Glutamine antagonists, such as 6-diazo-5-oxo-L-norleucine (DON), have demonstrated remarkable anti-tumor effects by blocking tumor glutamine metabolism, but their use is frequently causing toxicity. Despite the existence of multiple glutamine antagonist prodrug designs, a tumor-selective prodrug has yet to be developed. Herein, a novel prodrug of DON, Azo-DON, has been developed, which remains stable and inactive in normal tissues with sufficient oxygen levels, while can be selectively reduced to DON by highly expressed azo-reductase in hypoxic tumor environments.

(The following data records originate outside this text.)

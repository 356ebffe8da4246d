//! hashomatic server binary.

mod config;

use std::sync::Arc;

use clap::Parser;
use hashomatic::transport::{ServerConfig, serve};
use hashomatic::{HASHOMATIC_VERSION, HashService};
use tracing::info;
use tracing::level_filters::LevelFilter;
use tracing_subscriber::{EnvFilter, fmt, layer::SubscriberExt, util::SubscriberInitExt};

use crate::config::CliArgs;

/// Level for the hashomatic targets from a `HASHOMATIC_LOG` value.
fn log_level(value: Option<&str>) -> LevelFilter {
    match value.map(str::to_ascii_lowercase).as_deref() {
        Some("warning") => LevelFilter::WARN,
        Some(other) => other.parse().unwrap_or(LevelFilter::INFO),
        None => LevelFilter::INFO,
    }
}

/// `RUST_LOG` wins; otherwise `HASHOMATIC_LOG` scopes a level to our crates.
fn log_filter() -> EnvFilter {
    EnvFilter::try_from_default_env().unwrap_or_else(|_| {
        let level = log_level(std::env::var("HASHOMATIC_LOG").ok().as_deref());
        EnvFilter::new(format!("hashomatic={level},hashomatic_server={level}"))
    })
}

fn init_tracing() {
    let json = std::env::var("LOG_FORMAT").is_ok_and(|f| f.eq_ignore_ascii_case("json"));
    let registry = tracing_subscriber::registry().with(log_filter());

    let installed = if json {
        registry
            .with(fmt::layer().json().with_writer(std::io::stderr))
            .try_init()
    } else {
        registry
            .with(fmt::layer().with_writer(std::io::stderr))
            .try_init()
    };
    if let Err(e) = installed {
        eprintln!("hashomatic: logging already initialised: {e}");
    }
}

#[tokio::main]
async fn main() -> anyhow::Result<()> {
    let args = CliArgs::parse();
    init_tracing();

    let version = args.version_info();
    let config = ServerConfig::from(args);

    info!(build = ?version.build, "hashomatic {}", HASHOMATIC_VERSION);
    info!(
        hash_delay = ?config.hash_delay,
        shutdown_grace = ?config.shutdown_grace,
        "Configuration loaded"
    );

    let service = Arc::new(
        HashService::new()
            .with_delay(config.hash_delay)
            .with_version(version),
    );

    // A listener that fails to close is fatal: the error exits non-zero.
    serve(config, service).await?;
    Ok(())
}
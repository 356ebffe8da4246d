//! HashService: transport-agnostic submission, lookup and shutdown.
//!
//! This service owns:
//! - The ticket store (allocation + result slots)
//! - The completion worker spawning delayed digests
//! - The drain barrier and shutdown coordinator
//! - Submission timing statistics
//!
//! Transports (HTTP today) delegate to this service and never touch the
//! store directly.

use std::sync::Arc;
use std::time::Duration;

use tracing::info;

use crate::digest::{Digester, Sha512Base64};
use crate::drain::{DrainBarrier, WorkGuard};
use crate::health::Health;
use crate::shutdown::ShutdownCoordinator;
use crate::stats::{RequestStats, StatsSnapshot};
use crate::store::{SlotView, Ticket, TicketStore};
use crate::version::VersionInfo;
use crate::worker::{CompletionWorker, DEFAULT_HASH_DELAY};

#[derive(Debug, thiserror::Error, PartialEq, Eq)]
pub enum SubmitError {
    #[error("missing password")]
    EmptySecret,
    #[error("Server is shutting down")]
    ShuttingDown,
}

/// Snapshot of service health for transports to query.
#[derive(Debug, Clone)]
pub struct HealthSnapshot {
    pub state: Health,
    pub outstanding: usize,
    pub tickets: usize,
    pub version: VersionInfo,
}

pub struct HashService {
    store: Arc<TicketStore>,
    worker: CompletionWorker,
    barrier: DrainBarrier,
    requests: DrainBarrier,
    coordinator: Arc<ShutdownCoordinator>,
    stats: RequestStats,
    version: VersionInfo,
}

impl Default for HashService {
    fn default() -> Self {
        Self::new()
    }
}

impl HashService {
    /// Service with the SHA-512 digest and the default 5 second delay.
    pub fn new() -> Self {
        Self::with_parts(Arc::new(Sha512Base64), DEFAULT_HASH_DELAY)
    }

    fn with_parts(digester: Arc<dyn Digester>, delay: Duration) -> Self {
        let store = Arc::new(TicketStore::new());
        Self {
            worker: CompletionWorker::new(Arc::clone(&store), digester, delay),
            store,
            barrier: DrainBarrier::new(),
            requests: DrainBarrier::new(),
            coordinator: Arc::new(ShutdownCoordinator::new()),
            stats: RequestStats::new(),
            version: VersionInfo::new(),
        }
    }

    pub fn with_delay(mut self, delay: Duration) -> Self {
        self.worker = CompletionWorker::new(Arc::clone(&self.store), self.worker.digester(), delay);
        self
    }

    pub fn with_digester(mut self, digester: Arc<dyn Digester>) -> Self {
        self.worker = CompletionWorker::new(Arc::clone(&self.store), digester, self.worker.delay());
        self
    }

    pub fn with_version(mut self, version: VersionInfo) -> Self {
        self.version = version;
        self
    }

    /// Accept a secret and return its ticket without waiting for the digest.
    ///
    /// Rejected submissions never consume a ticket.
    pub fn submit(&self, secret: &str) -> Result<Ticket, SubmitError> {
        if secret.is_empty() {
            return Err(SubmitError::EmptySecret);
        }

        // Register before checking the phase: once the coordinator has seen
        // this guard, the drain cannot finish without it.
        let guard = self.barrier.enter();
        if !self.coordinator.is_running() {
            return Err(SubmitError::ShuttingDown);
        }

        let ticket = self.store.allocate();
        self.worker.spawn(ticket, secret.to_owned(), guard);
        info!(%ticket, delay_ms = self.worker.delay().as_millis() as u64, "Accepted submission");
        Ok(ticket)
    }

    /// Current state of a ticket. Never blocks on pending work.
    pub fn lookup(&self, raw: i64) -> SlotView {
        self.store.read_raw(raw)
    }

    /// Idempotent; returns true only for the call that started the stop.
    pub fn request_shutdown(&self) -> bool {
        self.coordinator.request_shutdown()
    }

    /// Register in-flight request handling.
    ///
    /// Request guards live on their own barrier: the listener waits for them
    /// only within its grace window, while accepted work is always drained.
    pub fn track_request(&self) -> WorkGuard {
        self.requests.enter()
    }

    pub fn coordinator(&self) -> &Arc<ShutdownCoordinator> {
        &self.coordinator
    }

    /// Accepted work still waiting to be published.
    pub fn barrier(&self) -> &DrainBarrier {
        &self.barrier
    }

    /// Requests currently being handled.
    pub fn requests(&self) -> &DrainBarrier {
        &self.requests
    }

    pub fn store(&self) -> &Arc<TicketStore> {
        &self.store
    }

    pub fn record_submission_time(&self, elapsed: Duration) {
        self.stats.record(elapsed);
    }

    pub fn stats(&self) -> StatsSnapshot {
        self.stats.snapshot()
    }

    pub fn health(&self) -> HealthSnapshot {
        HealthSnapshot {
            state: self.coordinator.phase().into(),
            outstanding: self.barrier.outstanding(),
            tickets: self.store.len(),
            version: self.version.clone(),
        }
    }
}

This leads to blockade of glutamine metabolism in cancer cells and promotes cell death without affecting T cell proliferation. In a high-hypoxic H22 hepatoma cancer model, Azo-DON showed a 1.8-fold enhancement in glutamine blockade compared to the control group, resulting in a tumor suppression rate (TSR) of 84.2% in vivo with no significant weight loss. In a low-hypoxic CT26 colon cancer model, when combined with vascular disrupting agent nanoparticles (CBP) to induce a hypoxic environment, Azo-DON exhibited a 4.6-fold enhancement in glutamine blockade over the control group, resulted in a remarkable TSR of 96.6% in vivo. This innovative approach represents a promising strategy for the application of broad-spectrum metabolic inhibitors in the field of precision cancer treatment.